Question

If \[{I_n} = \int\limits_0^\pi {{e^x}{{(\sin x)}^n}dx} \] then \[\dfrac{{{I_3}}}{{{I_1}}}\] is equal to
(A)\[\dfrac{3}{5}\]
(B)\[\dfrac{1}{5}\]
(C)\[1\]
(D)\[\dfrac{2}{5}\]

Answer 1

Hint: In this question, we have to choose the correct option for the particular required relation. They give the general relation, by using that we can change its general relation to the required general relation.
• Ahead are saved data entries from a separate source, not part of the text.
//! Inventory collaborator client.
//!
//! Stock mutation is a signed delta-apply, never a set-absolute. That makes
//! the compensating call (equal and opposite delta) well-defined even when
//! the forward call's outcome is uncertain.

use std::collections::HashMap;
use std::sync::{Arc, RwLock};

use async_trait::async_trait;
use domain::ProductId;
use serde::{Deserialize, Serialize};

use crate::config::CollaboratorConfig;
use crate::error::{Collaborator, CollaboratorError, Result};

/// Current stock for a product at lookup time.
#[derive(Debug, Clone, Copy, PartialEq, Eq)]
pub struct StockLevel {
    /// Units available.
    pub quantity: u32,
}

/// Trait for inventory operations.
#[async_trait]
pub trait InventoryClient: Send + Sync {
    /// Fetches the available stock for a product. A product the inventory
    /// does not track is `StockNotFound`, never "zero stock".
    async fn fetch_stock(&self, product_id: ProductId) -> Result<StockLevel>;

    /// Applies a signed stock delta. Negative deltas reserve stock and may
    /// be rejected with `InsufficientStock`; positive deltas release it.
    async fn adjust_stock(&self, product_id: ProductId, delta: i64) -> Result<()>;
}

#[derive(Deserialize)]
struct StockPayload {
    quantity: u32,
}

#[derive(Serialize)]
struct AdjustPayload {
    product_id: i64,
    change_quantity: i64,
}

/// HTTP client for the inventory service.
#[derive(Clone)]
pub struct HttpInventoryClient {
    http: reqwest::Client,
    base_url: String,
    timeout: std::time::Duration,
}

impl HttpInventoryClient {
    /// Creates an inventory client from the collaborator config.
    pub fn new(config: &CollaboratorConfig) -> Self {
        Self {
            http: reqwest::Client::new(),
            base_url: config.inventory_base_url.clone(),
            timeout: config.call_timeout,
        }
    }
}

#[async_trait]
impl InventoryClient for HttpInventoryClient {
    async fn fetch_stock(&self, product_id: ProductId) -> Result<StockLevel> {
        let url = format!("{}/inventory/{}", self.base_url, product_id);
        let response = self
            .http
            .get(&url)
            .timeout(self.timeout)
            .send()
            .await
            .map_err(|e| CollaboratorError::from_transport(Collaborator::Inventory, e))?;

        if response.status() == reqwest::StatusCode::NOT_FOUND {
            return Err(CollaboratorError::StockNotFound { product_id });
        }
        if !response.status().is_success() {
            return Err(CollaboratorError::from_status(
                Collaborator::Inventory,
                response.status(),
            ));
        }

        let payload: StockPayload = response
            .json()
            .await
            .map_err(|e| CollaboratorError::from_transport(Collaborator::Inventory, e))?;

        Ok(StockLevel {
            quantity: payload.quantity,
        })
    }

    async fn adjust_stock(&self, product_id: ProductId, delta: i64) -> Result<()> {
        let url = format!("{}/inventory/update", self.base_url);
        let response = self
            .http
            .post(&url)
            .timeout(self.timeout)
            .json(&AdjustPayload {
                product_id: product_id.as_i64(),
                change_quantity: delta,
            })
            .send()
            .await
            .map_err(|e| CollaboratorError::from_transport(Collaborator::Inventory, e))?;

        // The inventory service rejects reservations it cannot cover.
        if delta < 0
            && (response.status() == reqwest::StatusCode::BAD_REQUEST
                || response.status() == reqwest::StatusCode::CONFLICT)
        {
            return Err(CollaboratorError::InsufficientStock { product_id });
        }
        if !response.status().is_success() {
            return Err(CollaboratorError::from_status(
                Collaborator::Inventory,
                response.status(),
            ));
        }
        Ok(())
    }
}

#[derive(Debug, Default)]
struct InMemoryInventoryState {
    stock: HashMap<ProductId, i64>,
    applied: Vec<(ProductId, i64)>,
    fail_on_adjust: bool,
    fail_on_adjust_for: Option<ProductId>,
    fail_on_release: bool,
    fail_uncertain: bool,
}

/// In-memory inventory client for testing.
///
/// Failure injection mirrors the two ways a real adjust can go wrong:
/// a definitive rejection (nothing applied) and an uncertain transport
/// failure where the delta actually landed server-side.
#[derive(Debug, Clone, Default)]
pub struct InMemoryInventoryClient {
    state: Arc<RwLock<InMemoryInventoryState>>,
}

impl InMemoryInventoryClient {
    /// Creates a new in-memory inventory client.
    pub fn new() -> Self {
        Self::default()
    }

    /// Sets the absolute stock level for a product.
    pub fn set_stock(&self, product_id: impl Into<ProductId>, quantity: i64) {
        self.state
            .write()
            .unwrap()
            .stock
            .insert(product_id.into(), quantity);
    }

    /// Returns the current stock level for a product, if tracked.
    pub fn stock(&self, product_id: impl Into<ProductId>) -> Option<i64> {
        self.state
            .read()
            .unwrap()
            .stock
            .get(&product_id.into())
            .copied()
    }

    /// Returns every delta that actually landed, in call order.
    pub fn applied_adjustments(&self) -> Vec<(ProductId, i64)> {
        self.state.read().unwrap().applied.clone()
    }

    /// Configures every adjust call to fail.
    pub fn set_fail_on_adjust(&self, fail: bool) {
        self.state.write().unwrap().fail_on_adjust = fail;
    }

    /// Configures adjust calls for one product to fail, leaving others alone.
    pub fn set_fail_on_adjust_for(&self, product_id: Option<ProductId>) {
        self.state.write().unwrap().fail_on_adjust_for = product_id;
    }

    /// Configures positive-delta (release) calls to fail while reservations
    /// keep working, so a reversal can be broken independently of the
    /// forward call it undoes.
    pub fn set_fail_on_release(&self, fail: bool) {
        self.state.write().unwrap().fail_on_release = fail;
    }

    /// When set, injected adjust failures apply the delta before reporting
    /// an uncertain `Unavailable`, simulating a timeout whose request landed.
    pub fn set_fail_uncertain(&self, uncertain: bool) {
        self.state.write().unwrap().fail_uncertain = uncertain;
    }
}

#[async_trait]
impl InventoryClient for InMemoryInventoryClient {
    async fn fetch_stock(&self, product_id: ProductId) -> Result<StockLevel> {
        let state = self.state.read().unwrap();
        match state.stock.get(&product_id) {
            Some(&quantity) => Ok(StockLevel {
                quantity: quantity.max(0) as u32,
            }),
            None => Err(CollaboratorError::StockNotFound { product_id }),
        }
    }

    async fn adjust_stock(&self, product_id: ProductId, delta: i64) -> Result<()> {
        let mut state = self.state.write().unwrap();

        if delta > 0 && state.fail_on_release {
            return Err(CollaboratorError::Unavailable {
                which: Collaborator::Inventory,
                cause: "injected failure".to_string(),
                uncertain: false,
            });
        }

        let injected =
            state.fail_on_adjust || state.fail_on_adjust_for == Some(product_id);
        if injected && !state.fail_uncertain {
            return Err(CollaboratorError::Unavailable {
                which: Collaborator::Inventory,
                cause: "injected failure".to_string(),
                uncertain: false,
            });
        }

        let current = state.stock.get(&product_id).copied().unwrap_or(0);
        if delta < 0 && current + delta < 0 {
            return Err(CollaboratorError::InsufficientStock { product_id });
        }
        state.stock.insert(product_id, current + delta);
        state.applied.push((product_id, delta));

        if injected {
            // Delta landed, but the caller sees a transport failure.
            return Err(CollaboratorError::Unavailable {
                which: Collaborator::Inventory,
                cause: "injected timeout".to_string(),
                uncertain: true,
            });
        }
        Ok(())
    }
}

#[cfg(test)]
mod tests {
    use super::*;

    #[tokio::test]
    async fn test_fetch_stock() {
        let client = InMemoryInventoryClient::new();
        client.set_stock(7, 5);

        let level = client.fetch_stock(ProductId::new(7)).await.unwrap();
        assert_eq!(level.quantity, 5);
    }

    #[tokio::test]
    async fn test_untracked_product_is_not_found() {
        let client = InMemoryInventoryClient::new();
        let result = client.fetch_stock(ProductId::new(99)).await;
        assert!(matches!(
            result,
            Err(CollaboratorError::StockNotFound { .. })
        ));
    }

    #[tokio::test]
    async fn test_delta_apply_and_reverse() {
        let client = InMemoryInventoryClient::new();
        client.set_stock(7, 5);

        client.adjust_stock(ProductId::new(7), -2).await.unwrap();
        assert_eq!(client.stock(7), Some(3));

        client.adjust_stock(ProductId::new(7), 2).await.unwrap();
        assert_eq!(client.stock(7), Some(5));
    }

    #[tokio::test]
    async fn test_reservation_beyond_stock_rejected() {
        let client = InMemoryInventoryClient::new();
        client.set_stock(7, 1);

        let result = client.adjust_stock(ProductId::new(7), -2).await;
        assert!(matches!(
            result,
            Err(CollaboratorError::InsufficientStock { .. })
        ));
        // Rejection is definitive: nothing applied.
        assert_eq!(client.stock(7), Some(1));
        assert!(client.applied_adjustments().is_empty());
    }

    #[tokio::test]
    async fn test_release_failure_leaves_reservation_in_place() {
        let client = InMemoryInventoryClient::new();
        client.set_stock(7, 5);
        client.adjust_stock(ProductId::new(7), -2).await.unwrap();
        client.set_fail_on_release(true);

        let result = client.adjust_stock(ProductId::new(7), 2).await;
        assert!(matches!(result, Err(CollaboratorError::Unavailable { .. })));
        assert_eq!(client.stock(7), Some(3));

        // Reservations still work while releases are broken.
        client.adjust_stock(ProductId::new(7), -1).await.unwrap();
        assert_eq!(client.stock(7), Some(2));
    }

    #[tokio::test]
    async fn test_uncertain_failure_applies_delta() {
        let client = InMemoryInventoryClient::new();
        client.set_stock(7, 5);
        client.set_fail_on_adjust(true);
        client.set_fail_uncertain(true);

        let err = client.adjust_stock(ProductId::new(7), -2).await.unwrap_err();
        assert!(err.is_uncertain());
        assert_eq!(client.stock(7), Some(3));
    }
}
Then we substituting the particular term to find the value to choose from the option.
In calculus, and more generally in mathematical analysis, integration by parts or partial integration is a process that finds the integral of a product of functions in terms of the integral of the product of their derivative and anti-derivative.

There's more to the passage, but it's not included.